[Collected data entries]
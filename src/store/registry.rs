//! Store builder registry
//!
//! Maps a StoreConfig type tag to the closure that builds a [`Store`] for it.
//! The details manager only ever sees `Box<dyn Store>`.

use std::collections::HashMap;
use std::sync::Arc;

use futures::future::BoxFuture;
use tracing::{debug, info};

use super::config::{StoreConfigSpec, StoreType};
use super::kubernetes::KubernetesStore;
use super::vault::VaultStore;
use super::Store;
use crate::errors::{ConnectionError, Result};

/// Everything a builder receives: the decoded StoreConfig spec and the local
/// cluster client, when one is available.
#[derive(Clone)]
pub struct BuildContext {
    pub local_client: Option<kube::Client>,
    pub spec: StoreConfigSpec,
}

impl std::fmt::Debug for BuildContext {
    fn fmt(&self, f: &mut std::fmt::Formatter<'_>) -> std::fmt::Result {
        f.debug_struct("BuildContext")
            .field("local_client", &self.local_client.is_some())
            .field("spec", &self.spec)
            .finish()
    }
}

impl BuildContext {
    pub fn new(local_client: Option<kube::Client>, spec: StoreConfigSpec) -> Self {
        Self { local_client, spec }
    }
}

/// Builds a store from a [`BuildContext`].
pub type StoreBuilderFn =
    Arc<dyn Fn(BuildContext) -> BoxFuture<'static, Result<Box<dyn Store>>> + Send + Sync>;

/// Registry of store builders keyed by type tag.
#[derive(Clone, Default)]
pub struct StoreRegistry {
    builders: HashMap<StoreType, StoreBuilderFn>,
}

impl std::fmt::Debug for StoreRegistry {
    fn fmt(&self, f: &mut std::fmt::Formatter<'_>) -> std::fmt::Result {
        f.debug_struct("StoreRegistry").field("store_types", &self.registered_types()).finish()
    }
}

impl StoreRegistry {
    /// Create a registry with no builders.
    pub fn new() -> Self {
        Self::default()
    }

    /// Registry with the Kubernetes and Vault builders.
    ///
    /// External plugin stores need client TLS material the registry does not
    /// own; register them with
    /// [`ExternalStore::builder`](super::plugin::ExternalStore::builder).
    pub fn with_defaults() -> Self {
        let mut registry = Self::new();
        registry.register(StoreType::Kubernetes, KubernetesStore::builder());
        registry.register(StoreType::Vault, VaultStore::builder());
        registry
    }

    /// Register (or replace) the builder for a store type.
    pub fn register(&mut self, store_type: StoreType, builder: StoreBuilderFn) {
        info!(store_type = %store_type, "Registering store builder");
        self.builders.insert(store_type, builder);
    }

    /// Builder-style [`register`](Self::register).
    pub fn with(mut self, store_type: StoreType, builder: StoreBuilderFn) -> Self {
        self.register(store_type, builder);
        self
    }

    pub fn has_builder(&self, store_type: &StoreType) -> bool {
        self.builders.contains_key(store_type)
    }

    /// Registered store types, sorted by tag.
    pub fn registered_types(&self) -> Vec<StoreType> {
        let mut types: Vec<_> = self.builders.keys().cloned().collect();
        types.sort_by(|a, b| a.as_str().cmp(b.as_str()));
        types
    }

    /// Build a store for the context's spec type.
    pub async fn build(&self, ctx: BuildContext) -> Result<Box<dyn Store>> {
        let store_type = ctx.spec.store_type.clone();
        let builder = self
            .builders
            .get(&store_type)
            .cloned()
            .ok_or_else(|| ConnectionError::UnsupportedStoreType(store_type.to_string()))?;

        debug!(store_type = %store_type, "Building store");
        builder(ctx).await
    }
}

* _Problem_: Write the entries again, exactly as they stand.

* _Exercise result_:
filename src/store/registry.rs
//! Store builder registry
//!
//! Maps a StoreConfig type tag to the closure that builds a [`Store`] for it.
//! The details manager only ever sees `Box<dyn Store>`.

use std::collections::HashMap;
use std::sync::Arc;

use futures::future::BoxFuture;
use tracing::{debug, info};

use super::config::{StoreConfigSpec, StoreType};
use super::kubernetes::KubernetesStore;
use super::vault::VaultStore;
use super::Store;
use crate::errors::{ConnectionError, Result};

/// Everything a builder receives: the decoded StoreConfig spec and the local
/// cluster client, when one is available.
#[derive(Clone)]
pub struct BuildContext {
    pub local_client: Option<kube::Client>,
    pub spec: StoreConfigSpec,
}

impl std::fmt::Debug for BuildContext {
    fn fmt(&self, f: &mut std::fmt::Formatter<'_>) -> std::fmt::Result {
        f.debug_struct("BuildContext")
            .field("local_client", &self.local_client.is_some())
            .field("spec", &self.spec)
            .finish()
    }
}

impl BuildContext {
    pub fn new(local_client: Option<kube::Client>, spec: StoreConfigSpec) -> Self {
        Self { local_client, spec }
    }
}

/// Builds a store from a [`BuildContext`].
pub type StoreBuilderFn =
    Arc<dyn Fn(BuildContext) -> BoxFuture<'static, Result<Box<dyn Store>>> + Send + Sync>;

/// Registry of store builders keyed by type tag.
#[derive(Clone, Default)]
pub struct StoreRegistry {
    builders: HashMap<StoreType, StoreBuilderFn>,
}

impl std::fmt::Debug for StoreRegistry {
    fn fmt(&self, f: &mut std::fmt::Formatter<'_>) -> std::fmt::Result {
        f.debug_struct("StoreRegistry").field("store_types", &self.registered_types()).finish()
    }
}

impl StoreRegistry {
    /// Create a registry with no builders.
    pub fn new() -> Self {
        Self::default()
    }

    /// Registry with the Kubernetes and Vault builders.
    ///
    /// External plugin stores need client TLS material the registry does not
    /// own; register them with
    /// [`ExternalStore::builder`](super::plugin::ExternalStore::builder).
    pub fn with_defaults() -> Self {
        let mut registry = Self::new();
        registry.register(StoreType::Kubernetes, KubernetesStore::builder());
        registry.register(StoreType::Vault, VaultStore::builder());
        registry
    }

    /// Register (or replace) the builder for a store type.
    pub fn register(&mut self, store_type: StoreType, builder: StoreBuilderFn) {
        info!(store_type = %store_type, "Registering store builder");
        self.builders.insert(store_type, builder);
    }

    /// Builder-style [`register`](Self::register).
    pub fn with(mut self, store_type: StoreType, builder: StoreBuilderFn) -> Self {
        self.register(store_type, builder);
        self
    }

    pub fn has_builder(&self, store_type: &StoreType) -> bool {
        self.builders.contains_key(store_type)
    }

    /// Registered store types, sorted by tag.
    pub fn registered_types(&self) -> Vec<StoreType> {
        let mut types: Vec<_> = self.builders.keys().cloned().collect();
        types.sort_by(|a, b| a.as_str().cmp(b.as_str()));
        types
    }

    /// Build a store for the context's spec type.
    pub async fn build(&self, ctx: BuildContext) -> Result<Box<dyn Store>> {
        let store_type = ctx.spec.store_type.clone();
        let builder = self
            .builders
            .get(&store_type)
            .cloned()
            .ok_or_else(|| ConnectionError::UnsupportedStoreType(store_type.to_string()))?;

        debug!(store_type = %store_type, "Building store");
        builder(ctx).await
    }
}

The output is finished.